Phantasm
Page 3
“Jemmy—can you heat up the chamomile tea for me?”
She patted his shoulder. “Sure thing, hon. I’m sure glad you’re here.” And she moved into the kitchen.
I’m fine.
He shook his head. “No, you’re not.”
Yes, I am.
“I’ll win.”
Oh?
“I spank.”
Ooo . . . wasn’t sure I wanted to know this side of Darren McConnell. You going by McConnell or McKinty?
“McConnell. It’s my mother’s name. McKinty was the name I used when I bartended.”
My lower jaw started to ache from jutting out so long. Geez . . . how long did these things—
Beepbeepbeep . . .
Dags took it out before I could and looked at it. His dark eyebrows arched up, and he looked at me with puckered lips. “You’re going to bed.”
Huh? Why? I took the thermometer and looked at it—102.6
I blinked. This thing is broken.
But Dags was already standing and taking the cup he’d brought out back to the kitchen. He said a few things to Jemmy—in French!—and then came back to me. I pointed at him. You spoke French.
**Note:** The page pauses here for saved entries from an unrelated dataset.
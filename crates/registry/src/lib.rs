#![forbid(unsafe_code)]
#![warn(missing_docs)]

//! # Hermod Registry
//!
//! The per-process owner of running workflow [`Engine`](hermod_engine::Engine)s
//! (spec §4.4): `StartWorkflow` assembles and launches an engine from
//! catalog rows, `StopEngine` tears one down gracefully (escalating to a
//! hard stop past a deadline), a background sweep idle-parks engines that
//! have gone quiet, and an hourly job purges trace/audit logs past their
//! configured retention.
//!
//! The registry does not decide *which* workflows this process should
//! run — that is [`hermod_reconciler`]'s job, driving this crate's public
//! API every sync cycle.

pub mod adapter_factory;
pub mod build;
pub mod signature;

pub use adapter_factory::{AdapterFactory, MockAdapterFactory};
pub use build::{BuildError, BuiltEngine, build_engine};
pub use signature::{ConfigSignature, compute as compute_signature};

use std::any::Any;
use std::collections::HashMap;
use std::sync::Arc;
use std::sync::atomic::{AtomicI64, Ordering};
use std::time::Duration;

use dashmap::DashMap;
use futures::FutureExt;
use thiserror::Error;
use tokio_util::sync::CancellationToken;

use hermod_catalog::Catalog;
use hermod_core::{NodeId, SinkId, SourceId, WorkflowId};
use hermod_engine::{ActivityCallback, Engine, EngineStatus, StatusCallback, TraceCallback, TraceStep};
use hermod_error::CatalogError;
use hermod_eventbus::SharedEventBus;
use hermod_model::{Node, NodeType, Sink, Source, Tier, Workflow, WorkflowStatus};
use hermod_telemetry::MetricsRegistry;

/// How long [`Registry::stop_engine`] waits for a graceful shutdown
/// before escalating to a hard stop (spec §4.4 `StopEngine`).
const GRACEFUL_STOP_BUDGET: Duration = Duration::from_secs(30);
/// How long to wait after a hard abort before the engine is considered
/// gone, for adapters that need a moment to unwind (spec §4.4).
const HARD_STOP_GRACE: Duration = Duration::from_secs(2);
/// Idle-parking sweep cadence (spec §4.4 "every minute").
const IDLE_SWEEP_INTERVAL: Duration = Duration::from_secs(60);
/// Retention purge cadence (spec §4.4 "Hourly job").
const RETENTION_PURGE_INTERVAL: Duration = Duration::from_secs(3600);

/// Everything that can go wrong starting or stopping a workflow's engine.
#[derive(Debug, Error)]
pub enum RegistryError {
    /// A workflow with this id is already running in this process.
    #[error("workflow {0} is already running")]
    AlreadyRunning(WorkflowId),
    /// Assembling the engine failed (spec §7 "Configuration" class).
    #[error(transparent)]
    Build(#[from] BuildError),
    /// A catalog read/write failed.
    #[error(transparent)]
    Catalog(#[from] CatalogError),
}

/// A status change broadcast to subscribers (spec §4.4 "status ...
/// subscriber sets").
#[derive(Debug, Clone)]
pub struct StatusEvent {
    /// The workflow whose engine status changed.
    pub workflow_id: WorkflowId,
    /// The new status.
    pub status: EngineStatus,
}

/// One engine this process currently owns.
struct ActiveEngine {
    engine: Arc<Engine>,
    cancel: CancellationToken,
    handle: tokio::task::JoinHandle<EngineStatus>,
    source_ids: Vec<SourceId>,
    sink_ids: Vec<SinkId>,
    stateful_nodes: Vec<NodeId>,
    tier: Tier,
    idle_timeout: Option<Duration>,
    /// Unix millis of the last message read, for the idle-parking sweep.
    /// An `AtomicI64` rather than a `Mutex<Instant>` so the hot-path
    /// activity callback never blocks on the sweep holding a lock.
    last_activity_millis: AtomicI64,
    /// The configuration signature this engine was started with, for the
    /// reconciler's structural-equality drift check (spec §4.2 step 7).
    /// Empty until [`Registry::record_signature`] is called.
    signature: ConfigSignature,
}

/// Per-process container of running engines (spec §4.4).
pub struct Registry {
    catalog: Arc<dyn Catalog>,
    adapters: Arc<dyn AdapterFactory>,
    metrics: Arc<MetricsRegistry>,
    buffer_config: hermod_buffer::Config,
    status_bus: SharedEventBus<StatusEvent>,
    trace_bus: SharedEventBus<TraceStep>,
    engines: DashMap<WorkflowId, ActiveEngine>,
}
“Yes,” he said. “Yes, I did. Now—” He reached down and took my hand and pulled me up. “Upstairs. Get under the covers, and I’ll—”
He went rigid—his hands at his sides. His palms burst into light, and Maureen and Alice were back.
Only—
They’d done a wardrobe change.
Holy shit.
Before—when they were just there—the two of them seemed kinda normal. And whatever it was they were wearing seemed sort of nondescript. So much so that I couldn’t remember what it looked like. Not much detail.
Yet now they were both dressed in what I would call armor—only with a very female style. And they both looked the same age—my age—one was dressed in white, the other in black. They were the queens on a chessboard.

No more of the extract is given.